- Exposure to natural hazards doubled in the last 40 years; earthquake affects the highest number of people; flood is the most frequent natural disaster; tropical cyclone winds threaten 89 countries in the world and the population exposed to cyclones increased from 1 billion in 1975 up to 1.6 billion in 2015; Japan is most at risk to tsunamis – 4 times more than China, the second country on the ranking.

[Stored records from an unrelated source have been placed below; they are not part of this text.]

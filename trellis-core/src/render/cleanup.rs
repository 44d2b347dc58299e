//! Auto-cleanup observer.
//!
//! Nodes removed with [`Node::remove`] bypass [`Runtime::dispose_node`], so
//! their cleanups (listener removal, reactive regions) would never run. The
//! observer watches a root for such removals and disposes each removed
//! subtree at the next microtask checkpoint.
//!
//! A removed node is skipped if, by the time the queue drains, it was
//! disposed, recycled (its generation moved on) or inserted somewhere else.

use std::cell::{Cell, RefCell};
use std::rc::{Rc, Weak};

use tracing::{debug, trace};

use super::node::{Node, ObserverId, WeakNode};
use crate::reactive::{Runtime, WeakRuntime};
use crate::scheduler::Tier;

struct Inner {
    runtime: WeakRuntime,
    root: WeakNode,
    observer: Cell<Option<ObserverId>>,
    /// Removed nodes with their generation at removal time.
    queue: RefCell<Vec<(Node, u64)>>,
    scheduled: Cell<bool>,
    disposed: Cell<usize>,
}

/// Handle to an active removal observer.
///
/// Dropping the handle stops the observer from disposing anything; call
/// [`disconnect`](Self::disconnect) to unregister it from the root as well.
pub struct AutoCleanup {
    inner: Rc<Inner>,
}

impl AutoCleanup {
    /// Start watching `root` for raw removals.
    pub fn observe(rt: &Runtime, root: &Node) -> Self {
        let inner = Rc::new(Inner {
            runtime: rt.downgrade(),
            root: root.downgrade(),
            observer: Cell::new(None),
            queue: RefCell::new(Vec::new()),
            scheduled: Cell::new(false),
            disposed: Cell::new(0),
        });

        let weak = Rc::downgrade(&inner);
        let id = root.observe_removals(move |node| {
            if let Some(inner) = weak.upgrade() {
                Self::record(&inner, node);
            }
        });
        inner.observer.set(Some(id));
        Self { inner }
    }

    fn record(inner: &Rc<Inner>, node: &Node) {
        trace!(generation = node.generation(), "removal recorded");
        inner
            .queue
            .borrow_mut()
            .push((node.clone(), node.generation()));

        if inner.scheduled.replace(true) {
            return;
        }
        let Some(rt) = inner.runtime.upgrade() else {
            return;
        };
        let weak: Weak<Inner> = Rc::downgrade(inner);
        rt.scheduler().queue(Tier::Microtask, move || {
            if let Some(inner) = weak.upgrade() {
                Self::drain(&inner);
            }
        });
    }

    fn drain(inner: &Inner) -> usize {
        inner.scheduled.set(false);
        let records = std::mem::take(&mut *inner.queue.borrow_mut());
        let Some(rt) = inner.runtime.upgrade() else {
            return 0;
        };

        let mut disposed = 0;
        for (node, generation) in records {
            if node.is_disposed() || node.generation() != generation || node.parent().is_some() {
                continue;
            }
            rt.dispose_node(&node);
            disposed += 1;
        }
        if disposed > 0 {
            debug!(disposed, "removed subtrees disposed");
        }
        inner.disposed.set(inner.disposed.get() + disposed);
        disposed
    }

    /// Process queued removals now instead of at the next checkpoint.
    pub fn flush(&self) -> usize {
        Self::drain(&self.inner)
    }

    /// Removals queued and not yet processed.
    pub fn pending(&self) -> usize {
        self.inner.queue.borrow().len()
    }

    /// Total subtrees disposed by this observer.
    pub fn disposed_count(&self) -> usize {
        self.inner.disposed.get()
    }

    /// Stop observing the root. Already queued removals are still processed.
    pub fn disconnect(&self) {
        if let (Some(id), Some(root)) = (self.inner.observer.take(), self.inner.root.upgrade()) {
            root.unobserve_removals(id);
        }
    }

    pub fn is_connected(&self) -> bool {
        self.inner.observer.get().is_some()
    }
}
//! Trellis Core
//!
//! This crate provides the core runtime for the Trellis reactive rendering
//! engine. It implements:
//!
//! - Reactive primitives (signals, memos, effects) with automatic,
//!   dynamic dependency tracking
//! - A three-tier host scheduler (microtask, frame, idle) with batched
//!   propagation
//! - A retained node tree with marker-based reconciliation of reactive
//!   children, element pooling and an auto-cleanup observer
//!
//! # Architecture
//!
//! The crate is organized into several modules:
//!
//! - `reactive`: Core reactive primitives and dependency tracking
//! - `scheduler`: Host task queues and the tokio frame driver
//! - `render`: Node tree, reconciler and tree builder
//! - `config`: Runtime tunables, loadable from JSON
//! - `error`: Error types
//!
//! Everything is single-threaded. A [`Runtime`](reactive::Runtime) owns the
//! state that ties the primitives together; handles are `Rc`-based and not
//! `Send`.
//!
//! # Example
//!
//! ```rust,ignore
//! use trellis_core::prelude::*;
//!
//! let rt = Runtime::new();
//! let (count, set_count) = rt.create_signal(0);
//! let doubled = rt.create_memo(move || count.get() * 2);
//!
//! let view = h(&rt, "p", None, vec![Child::from("Doubled: "), Child::from(doubled)]);
//!
//! set_count.set(5);
//! rt.tick();
//! assert_eq!(view.to_html(), "<p>Doubled: 10</p>");
//! ```

pub mod config;
pub mod error;
pub mod reactive;
pub mod render;
pub mod scheduler;

pub use config::{EqualityPolicy, FlushMode, RuntimeConfig};
pub use error::{ConfigError, ReactiveError, TreeError};

/// The types most programs need.
pub mod prelude {
    pub use crate::config::{EqualityPolicy, FlushMode, RuntimeConfig};
    pub use crate::reactive::{Cleanup, Effect, Memo, ReadSignal, Runtime, Signal, WriteSignal};
    pub use crate::render::{build, h, AutoCleanup, Child, ElementType, Event, Node, Props};
    pub use crate::scheduler::{FrameDriver, Tier};
}
//! Host Task Scheduler
//!
//! The scheduler models the three task tiers a host event loop offers:
//!
//! - **Microtask**: runs at the next checkpoint, before any frame work.
//!   Batches close here.
//! - **Frame**: runs once per rendered frame. Batched updates flush here.
//! - **Idle**: runs when the host has spare time. Large child lists are
//!   appended here in chunks.
//!
//! Within a tier, tasks run in the order they were queued. A task may queue
//! more tasks; microtasks queued by a microtask run in the same checkpoint,
//! while frame tasks queued by a frame task wait for the next frame.
//!
//! The scheduler does not own a clock. Something has to pump it: tests call
//! [`Runtime::tick`](crate::reactive::Runtime::tick) or
//! [`Runtime::run_until_idle`](crate::reactive::Runtime::run_until_idle),
//! and [`FrameDriver`] pumps it from a tokio timer.

pub mod driver;

pub use driver::{run_frames, FrameDriver};

use std::cell::RefCell;
use std::collections::VecDeque;
use std::fmt;

use tracing::trace;

type Task = Box<dyn FnOnce()>;

/// Which queue a task goes into.
#[derive(Debug, Clone, Copy, PartialEq, Eq, Hash)]
pub enum Tier {
    Microtask,
    Frame,
    Idle,
}

/// FIFO queues for the three host tiers.
#[derive(Default)]
pub struct Scheduler {
    microtasks: RefCell<VecDeque<Task>>,
    frame: RefCell<VecDeque<Task>>,
    idle: RefCell<VecDeque<Task>>,
}

impl Scheduler {
    pub fn new() -> Self {
        Self::default()
    }

    fn queue_for(&self, tier: Tier) -> &RefCell<VecDeque<Task>> {
        match tier {
            Tier::Microtask => &self.microtasks,
            Tier::Frame => &self.frame,
            Tier::Idle => &self.idle,
        }
    }

    /// Queue a task on the given tier.
    pub fn queue(&self, tier: Tier, task: impl FnOnce() + 'static) {
        trace!(?tier, "task queued");
        self.queue_for(tier).borrow_mut().push_back(Box::new(task));
    }

    /// Number of tasks waiting on a tier.
    pub fn pending(&self, tier: Tier) -> usize {
        self.queue_for(tier).borrow().len()
    }

    pub fn is_empty(&self) -> bool {
        self.microtasks.borrow().is_empty()
            && self.frame.borrow().is_empty()
            && self.idle.borrow().is_empty()
    }

    fn pop(&self, tier: Tier) -> Option<Task> {
        // The borrow ends here, so the task may queue more work.
        self.queue_for(tier).borrow_mut().pop_front()
    }

    /// Run microtasks until the queue is empty, including ones queued along
    /// the way.
    pub fn run_microtasks(&self) -> usize {
        let mut ran = 0;
        while let Some(task) = self.pop(Tier::Microtask) {
            task();
            ran += 1;
        }
        ran
    }

    /// Run the frame tasks queued before this call, draining microtasks
    /// after each one.
    pub fn run_frame(&self) -> usize {
        let batch = std::mem::take(&mut *self.frame.borrow_mut());
        let ran = batch.len();
        for task in batch {
            task();
            self.run_microtasks();
        }
        ran
    }

    /// Run a single idle task followed by any microtasks it queued.
    ///
    /// Returns false when there was nothing to run.
    pub fn run_idle(&self) -> bool {
        match self.pop(Tier::Idle) {
            Some(task) => {
                task();
                self.run_microtasks();
                true
            }
            None => false,
        }
    }
}

impl fmt::Debug for Scheduler {
    fn fmt(&self, f: &mut fmt::Formatter<'_>) -> fmt::Result {
        f.debug_struct("Scheduler")
            .field("microtasks", &self.pending(Tier::Microtask))
            .field("frame", &self.pending(Tier::Frame))
            .field("idle", &self.pending(Tier::Idle))
            .finish()
    }
}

- In 2015, there were 19.2 million newly displaced people due to weather, water, climate and geophysical hazards in 113 countries – more than double of those by conflict and violence. | Related Megatrends: Migration
- Changes in many extreme weather and climate events have been observed since about 1950. Some of these changes have been linked to human influences, including droughts, floods, typhoons, heatwaves, wildfires worldwide.| Related Megatrends: Natural resources; Consumerism; Security
- Of the 1,692 cities with at least 300,000 inhabitants in 2014, 56% (944 cities) were at high risk of exposure to at least one of six types of natural disaster (cyclones, floods, droughts, earthquakes, landslides and volcano eruptions). | Related Megatrends: Urbanisation; Security
- The risk of extreme summer heat events in Europe has already quadrupled, with serious implications.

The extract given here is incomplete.